Interpreta: When I hear people draw lessons from nature, I hear them really telling me something about their views on society.
Separata: You’ll have to explain this interpretation to me, because, without a sense of what is natural and what is unnatural, anything is acceptable.
Interpreta: But Partovo has a sense of what is natural that tells him everything is acceptable.
Separata: Is that right?
Partovo: Yes.
Separata: So you mean mad cow disease, polio, AIDS, and so on are acceptable?
Partovo: Um, yes. We could look at them as forms of population control for the human species.
Separata: So you wouldn’t invest in research for AIDS treatments?
Partovo: No. And I don’t think the government should either. AIDS affects mostly gays and IV drug users. Their practices do not meet widely held community standards and so they don’t deserve society’s help.
Separata: I think you are out of date about who gets AIDS. But, putting that aside, I thought you said anything humans do is natural and thus acceptable.
Partovo: Well, not everything.
Separata: So, what is and what is not?
Partovo: Look, I overstated my position. What I do know is that it is not consistent for environmentalists to argue that draining wetlands disturbs the balance of nature, while putting out forest fires to keep a national park scenic is OK.
Separata: I think that the National Park Service is reconsidering its fire policy — whether it is better to do preventative control burning or not; whether to allow lightning fires to burn or not.
Partovo: So humans get to decide what kind of (non-human) nature is the one they want?
Separata: Not in any arbitrary way; forest ecologists use the best science available to advise the NPS on this.

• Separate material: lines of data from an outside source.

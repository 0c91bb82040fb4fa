use thiserror::Error;

#[derive(Debug, Error)]
pub enum SqlMiddlewareDbError {
    /// Errors reported by the backend, passed through with the server's diagnostic intact.
    #[error(transparent)]
    PostgresError(#[from] tokio_postgres::Error),

    #[error("Cast error: expected connection of type {expected}, found {found}")]
    CastError {
        expected: &'static str,
        found: &'static str,
    },

    #[error("Connection state error: {0}")]
    ConnectionStateError(String),

    #[error("Protocol error: {0}")]
    ProtocolError(String),

    #[error("Operation cancelled: {0}")]
    Cancelled(String),

    #[error("Configuration error: {0}")]
    ConfigError(String),

    #[error("TLS error: {0}")]
    TlsError(String),

    #[error("SQL execution error: {0}")]
    ExecutionError(String),

    #[error("Unknown postgres type: {0}")]
    UnknownType(String),

    #[error("Unimplemented feature: {0}")]
    Unimplemented(String),
}

impl SqlMiddlewareDbError {
    pub(crate) fn closed() -> Self {
        SqlMiddlewareDbError::ConnectionStateError("connection is closed".to_string())
    }

    /// The backend's SQLSTATE code, when this error came from the server.
    #[must_use]
    pub fn sql_state(&self) -> Option<&tokio_postgres::error::SqlState> {
        match self {
            SqlMiddlewareDbError::PostgresError(err) => err.code(),
            _ => None,
        }
    }
}
use std::sync::Arc;

use tokio_util::sync::CancellationToken;

use super::PgClient;
use crate::connection::PgConnection;
use crate::error::SqlMiddlewareDbError;
use crate::transaction::PgTransaction;
use crate::types::IsolationLevel;

impl PgClient {
    /// Start a transaction. `None` keeps the session's default isolation level.
    ///
    /// # Errors
    /// Returns `ExecutionError` if a transaction is already open, `ConnectionStateError` on a
    /// closed connection, or the backend error unchanged.
    pub async fn begin_transaction(
        &self,
        isolation: Option<IsolationLevel>,
    ) -> Result<PgTransaction, SqlMiddlewareDbError> {
        let conn = self.open_connection()?;
        begin(conn, isolation).await
    }

    /// Like `begin_transaction`, but gives up when `cancel` fires before the server
    /// acknowledges `BEGIN`. A cancelled begin leaves no transaction open.
    ///
    /// # Errors
    /// Returns `Cancelled` when cancelled, otherwise as `begin_transaction`.
    pub async fn begin_transaction_cancellable(
        &self,
        isolation: Option<IsolationLevel>,
        cancel: &CancellationToken,
    ) -> Result<PgTransaction, SqlMiddlewareDbError> {
        if cancel.is_cancelled() {
            return Err(cancelled());
        }
        let conn = self.open_connection()?;
        conn.settle_rollback().await;
        claim(&conn)?;
        let statement = IsolationLevel::begin_statement(isolation);

        tokio::select! {
            biased;
            () = cancel.cancelled() => {
                // BEGIN may already be on the wire; ROLLBACK is queued behind it
                compensate(&conn).await;
                conn.end_transaction();
                Err(cancelled())
            }
            sent = send_begin(&conn, &statement) => match sent {
                Ok(()) => Ok(PgTransaction::started(Arc::clone(&conn), isolation)),
                Err(err) => {
                    conn.end_transaction();
                    Err(err)
                }
            },
        }
    }

    /// Blocking form of `begin_transaction`.
    ///
    /// # Errors
    /// As `begin_transaction`, or `Unimplemented` when blocking calls are unavailable.
    pub fn begin_transaction_blocking(
        &self,
        isolation: Option<IsolationLevel>,
    ) -> Result<PgTransaction, SqlMiddlewareDbError> {
        let conn = self.open_connection()?;
        Arc::clone(&conn).block_on(begin(conn, isolation))?
    }
}

async fn begin(
    conn: Arc<PgConnection>,
    isolation: Option<IsolationLevel>,
) -> Result<PgTransaction, SqlMiddlewareDbError> {
    conn.settle_rollback().await;
    claim(&conn)?;
    let statement = IsolationLevel::begin_statement(isolation);
    match send_begin(&conn, &statement).await {
        Ok(()) => Ok(PgTransaction::started(conn, isolation)),
        Err(err) => {
            conn.end_transaction();
            Err(err)
        }
    }
}

fn claim(conn: &PgConnection) -> Result<(), SqlMiddlewareDbError> {
    if conn.try_start_transaction() {
        Ok(())
    } else {
        Err(SqlMiddlewareDbError::ExecutionError(
            "a transaction is already open on this connection".to_string(),
        ))
    }
}

async fn send_begin(conn: &PgConnection, statement: &str) -> Result<(), SqlMiddlewareDbError> {
    let client = conn.command_client().await?;
    client.simple_query(statement).await?;
    tracing::debug!(statement, "postgres transaction started");
    Ok(())
}

async fn compensate(conn: &PgConnection) {
    match conn.command_client().await {
        Ok(client) => {
            if let Err(err) = client.simple_query("ROLLBACK").await {
                tracing::warn!(error = %err, "rollback after cancelled begin failed");
            }
        }
        Err(err) => tracing::warn!(error = %err, "cannot roll back cancelled begin"),
    }
}

fn cancelled() -> SqlMiddlewareDbError {
    SqlMiddlewareDbError::Cancelled("begin transaction cancelled".to_string())
}
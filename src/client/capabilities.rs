use std::sync::Arc;

use super::PgClient;
use crate::connection::{
    Capabilities, ConnectionSnapshot, PgConnection, ServerVersion, TypeMapper, setting_enabled,
};
use crate::error::SqlMiddlewareDbError;
use crate::postgres::query::simple_row;

const SNAPSHOT_QUERY: &str = "SELECT pg_backend_pid()::text, current_setting('server_version'), \
     current_setting('TimeZone'), current_setting('integer_datetimes')";

impl PgClient {
    /// # Errors
    /// Returns `ConnectionStateError` on a closed connection.
    pub fn host(&self) -> Result<String, SqlMiddlewareDbError> {
        Ok(self.open_connection()?.host())
    }

    /// # Errors
    /// Returns `ConnectionStateError` on a closed connection.
    pub fn port(&self) -> Result<u16, SqlMiddlewareDbError> {
        Ok(self.open_connection()?.port())
    }

    /// The role the session authenticated as.
    ///
    /// # Errors
    /// Returns `ConnectionStateError` on a closed connection.
    pub fn user_name(&self) -> Result<Option<String>, SqlMiddlewareDbError> {
        Ok(self.open_connection()?.config().get_user().map(str::to_string))
    }

    /// True when no password was supplied, i.e. authentication was left to the server
    /// (peer, trust, GSSAPI/SSPI or a password file).
    ///
    /// # Errors
    /// Returns `ConnectionStateError` on a closed connection.
    pub fn integrated_security(&self) -> Result<bool, SqlMiddlewareDbError> {
        Ok(self.open_connection()?.config().get_password().is_none())
    }

    /// Backend process id of the session.
    ///
    /// # Errors
    /// Returns `ConnectionStateError` on a closed connection or the backend error unchanged.
    pub async fn process_id(&self) -> Result<i32, SqlMiddlewareDbError> {
        let conn = self.open_connection()?;
        let value = setting(&conn, "SELECT pg_backend_pid()").await?;
        value.trim().parse::<i32>().map_err(|e| {
            SqlMiddlewareDbError::ExecutionError(format!("unexpected backend pid {value:?}: {e}"))
        })
    }

    /// # Errors
    /// Returns `ConnectionStateError` on a closed connection or the backend error unchanged.
    pub async fn server_version(&self) -> Result<ServerVersion, SqlMiddlewareDbError> {
        let conn = self.open_connection()?;
        let raw = setting(&conn, "SHOW server_version").await?;
        ServerVersion::parse(&raw).ok_or_else(|| {
            SqlMiddlewareDbError::ExecutionError(format!("unparsable server_version {raw:?}"))
        })
    }

    /// The session's `TimeZone` setting, e.g. `Europe/Berlin` or `UTC`.
    ///
    /// # Errors
    /// Returns `ConnectionStateError` on a closed connection or the backend error unchanged.
    pub async fn timezone(&self) -> Result<String, SqlMiddlewareDbError> {
        let conn = self.open_connection()?;
        setting(&conn, "SHOW TimeZone").await
    }

    /// # Errors
    /// Returns `ConnectionStateError` on a closed connection or the backend error unchanged.
    pub async fn has_integer_datetimes(&self) -> Result<bool, SqlMiddlewareDbError> {
        let conn = self.open_connection()?;
        Ok(setting_enabled(&setting(&conn, "SHOW integer_datetimes").await?))
    }

    /// # Errors
    /// Returns `ConnectionStateError` on a closed connection.
    pub fn type_mapper(&self) -> Result<Arc<TypeMapper>, SqlMiddlewareDbError> {
        Ok(Arc::clone(self.open_connection()?.type_mapper()))
    }

    /// # Errors
    /// Returns `ConnectionStateError` on a closed connection.
    pub fn capabilities(&self) -> Result<Capabilities, SqlMiddlewareDbError> {
        Ok(self.open_connection()?.capabilities())
    }

    /// All live connection properties in one round trip.
    ///
    /// # Errors
    /// Returns `ConnectionStateError` on a closed connection or the backend error unchanged.
    pub async fn snapshot(&self) -> Result<ConnectionSnapshot, SqlMiddlewareDbError> {
        let conn = self.open_connection()?;
        let row = {
            let client = conn.command_client().await?;
            simple_row(&client, SNAPSHOT_QUERY).await?
        };
        let column = |idx: usize| row.get(idx).cloned().flatten().unwrap_or_default();
        let pid = column(0);
        Ok(ConnectionSnapshot {
            host: conn.host(),
            port: conn.port(),
            user_name: conn.config().get_user().map(str::to_string),
            integrated_security: conn.config().get_password().is_none(),
            process_id: pid.trim().parse::<i32>().map_err(|e| {
                SqlMiddlewareDbError::ExecutionError(format!("unexpected backend pid {pid:?}: {e}"))
            })?,
            server_version: column(1),
            timezone: column(2),
            integer_datetimes: setting_enabled(&column(3)),
        })
    }
}

async fn setting(conn: &PgConnection, query: &str) -> Result<String, SqlMiddlewareDbError> {
    let client = conn.command_client().await?;
    let row = simple_row(&client, query).await?;
    row.into_iter().next().flatten().ok_or_else(|| {
        SqlMiddlewareDbError::ExecutionError(format!("{query} returned NULL"))
    })
}
//! `PgClient`: PostgreSQL capabilities layered over a generic executor.
//!
//! The client never caches the connection. Every operation resolves it from the
//! `ConnectionSource`, so a reconnect underneath is picked up by the next call.

mod capabilities;
mod copy;
mod events;
mod lifecycle;
mod transactions;

use std::sync::Arc;

use crate::config::PostgresOptions;
use crate::connection::PgConnection;
use crate::error::SqlMiddlewareDbError;
use crate::executor::{AsyncDatabaseExecutor, ConnectionFactory, ConnectionSource, PgExecutor};
use crate::results::ResultSet;
use crate::types::{CommandMode, RowValues};

/// Handle for PostgreSQL-specific operations on an executor's connection.
///
/// ```rust,no_run
/// use pg_middleware::prelude::*;
///
/// # async fn demo() -> Result<(), SqlMiddlewareDbError> {
/// let client = PgClient::connect("host=localhost user=postgres dbname=postgres").await?;
/// println!("server {}", client.server_version().await?);
///
/// let tx = client.begin_transaction(Some(IsolationLevel::Serializable)).await?;
/// tx.execute_dml("UPDATE accounts SET balance = balance - $1 WHERE id = $2",
///     &[RowValues::Int(10), RowValues::Int(7)]).await?;
/// tx.commit().await?;
///
/// client.close().await?;
/// # Ok(()) }
/// ```
#[derive(Clone)]
pub struct PgClient {
    executor: Arc<dyn AsyncDatabaseExecutor>,
    source: Arc<dyn ConnectionSource>,
}

impl std::fmt::Debug for PgClient {
    fn fmt(&self, f: &mut std::fmt::Formatter<'_>) -> std::fmt::Result {
        f.debug_struct("PgClient")
            .field("command_mode", &self.executor.command_mode())
            .field("connection", &self.source.connection().ok())
            .finish()
    }
}

impl PgClient {
    /// Open a session from a connection string.
    ///
    /// # Errors
    /// Returns `ConfigError` for an unparsable string, or the backend error if connecting fails.
    pub async fn connect(conn_str: &str) -> Result<Self, SqlMiddlewareDbError> {
        Self::from_options(PostgresOptions::from_connection_string(conn_str)?).await
    }

    /// # Errors
    /// As `connect`.
    pub async fn connect_with_mode(
        conn_str: &str,
        command_mode: CommandMode,
    ) -> Result<Self, SqlMiddlewareDbError> {
        let options =
            PostgresOptions::from_connection_string(conn_str)?.with_command_mode(command_mode);
        Self::from_options(options).await
    }

    /// Open a session through a custom factory, e.g. one that adds TLS.
    ///
    /// # Errors
    /// As `connect`, or whatever the factory returns.
    pub async fn connect_with_factory(
        conn_str: &str,
        factory: Arc<dyn ConnectionFactory>,
    ) -> Result<Self, SqlMiddlewareDbError> {
        let options = PostgresOptions::from_connection_string(conn_str)?;
        Self::from_options_with_factory(options, factory).await
    }

    /// # Errors
    /// Returns the backend error if connecting fails.
    pub async fn from_options(options: PostgresOptions) -> Result<Self, SqlMiddlewareDbError> {
        let executor = PgExecutor::connect(options).await?;
        Ok(Self::from_executor(Arc::new(executor)))
    }

    /// Open a session from full options through a custom factory.
    ///
    /// # Errors
    /// Returns whatever the factory returns.
    pub async fn from_options_with_factory(
        options: PostgresOptions,
        factory: Arc<dyn ConnectionFactory>,
    ) -> Result<Self, SqlMiddlewareDbError> {
        let executor = PgExecutor::connect_with_factory(options, factory).await?;
        Ok(Self::from_executor(Arc::new(executor)))
    }

    /// Wrap an executor that also hands out its connection.
    #[must_use]
    pub fn from_executor<E>(executor: Arc<E>) -> Self
    where
        E: AsyncDatabaseExecutor + ConnectionSource + 'static,
    {
        Self {
            executor: Arc::clone(&executor) as Arc<dyn AsyncDatabaseExecutor>,
            source: executor,
        }
    }

    /// Wrap an executor and a separate connection source.
    #[must_use]
    pub fn from_parts(
        executor: Arc<dyn AsyncDatabaseExecutor>,
        source: Arc<dyn ConnectionSource>,
    ) -> Self {
        Self { executor, source }
    }

    #[must_use]
    pub fn from_connection(conn: PgConnection) -> Self {
        Self::from_connection_with_mode(conn, CommandMode::Text)
    }

    #[must_use]
    pub fn from_connection_with_mode(conn: PgConnection, command_mode: CommandMode) -> Self {
        Self::from_executor(Arc::new(PgExecutor::from_connection(conn, command_mode)))
    }

    #[must_use]
    pub fn executor(&self) -> &Arc<dyn AsyncDatabaseExecutor> {
        &self.executor
    }

    /// The executor's current connection as a PostgreSQL session.
    ///
    /// # Errors
    /// Returns `CastError` when the executor's connection is not a `PgConnection`.
    pub fn connection(&self) -> Result<Arc<PgConnection>, SqlMiddlewareDbError> {
        self.source.connection()?.downcast::<PgConnection>()
    }

    /// The connection, failing with `ConnectionStateError` if it has been closed.
    pub(crate) fn open_connection(&self) -> Result<Arc<PgConnection>, SqlMiddlewareDbError> {
        let conn = self.connection()?;
        conn.ensure_open()?;
        Ok(conn)
    }

    /// Executes a batch of SQL statements through the executor.
    ///
    /// # Errors
    /// Returns backend errors unchanged.
    pub async fn execute_batch(&self, query: &str) -> Result<(), SqlMiddlewareDbError> {
        self.executor.execute_batch(query).await
    }

    /// Executes a SELECT through the executor.
    ///
    /// # Errors
    /// Returns backend errors unchanged.
    pub async fn execute_select(
        &self,
        query: &str,
        params: &[RowValues],
    ) -> Result<ResultSet, SqlMiddlewareDbError> {
        self.executor.execute_select(query, params).await
    }

    /// Executes a DML statement through the executor.
    ///
    /// # Errors
    /// Returns backend errors unchanged.
    pub async fn execute_dml(
        &self,
        query: &str,
        params: &[RowValues],
    ) -> Result<usize, SqlMiddlewareDbError> {
        self.executor.execute_dml(query, params).await
    }
}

Partovo: “Scientists know best” — I thought your line was that we’d lost touch with nature, not that we needed to listen more to scientists. But now I think about it, you did support research for an AIDS vaccine, right? So you don’t mind if scientists intervene to limit interaction between humans and (non-human) nature in the case of the HIV virus. In what ways exactly do you want us to regain touch with nature?

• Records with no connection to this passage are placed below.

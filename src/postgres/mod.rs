// Postgres statement plumbing shared by the executor and transaction handles:
// - params: `RowValues` to `ToSql` conversion
// - query: statement execution and result set building

pub mod params;
pub mod query;

pub use params::Params;
pub use query::{build_result_set, execute_batch, execute_dml, execute_select, postgres_extract_value};
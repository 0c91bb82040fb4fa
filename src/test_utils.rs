//! Embedded PostgreSQL for tests and local experiments.

use postgresql_embedded::PostgreSQL;

use crate::client::PgClient;

/// A running embedded server; stop it with [`stop_postgres_embedded`].
pub struct EmbeddedPostgres {
    pub postgresql: PostgreSQL,
    pub port: u16,
    pub database_url: String,
}

/// Install (bundled binaries), start a server and create `db_name` on it.
///
/// # Errors
/// Returns an error if the server cannot be set up or started, the database cannot be
/// created, or the post-start connectivity check fails.
pub async fn setup_postgres_embedded(
    db_name: &str,
) -> Result<EmbeddedPostgres, Box<dyn std::error::Error>> {
    let mut postgresql = PostgreSQL::default();
    postgresql.setup().await?;
    postgresql.start().await?;
    postgresql.create_database(db_name).await?;

    let settings = postgresql.settings();
    let port = settings.port;
    let database_url = format!(
        "postgres://{}:{}@{}:{port}/{db_name}",
        settings.username, settings.password, settings.host
    );
    tracing::info!(port, db = db_name, "embedded postgres started");

    let client = PgClient::connect(&database_url).await?;
    client.execute_batch("SELECT 1").await?;
    client.close().await?;

    Ok(EmbeddedPostgres {
        postgresql,
        port,
        database_url,
    })
}

/// Stop a server started by [`setup_postgres_embedded`].
pub async fn stop_postgres_embedded(postgres: EmbeddedPostgres) {
    if let Err(err) = postgres.postgresql.stop().await {
        tracing::warn!(error = %err, "embedded postgres did not stop cleanly");
    }
}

Separata: I guess I also overstated my position. Basically what I want to say is that we have to remember that we’re dependent on foodchains for much of our food, plants for our planet’s oxygen, microorganisms inside us to digest our food well, and..
Partovo:… microorganisms for our beer, bread, sewerage treatment works, and thus clean water. Or do you think these processes are unnatural because humans have harnessed them for our own purposes?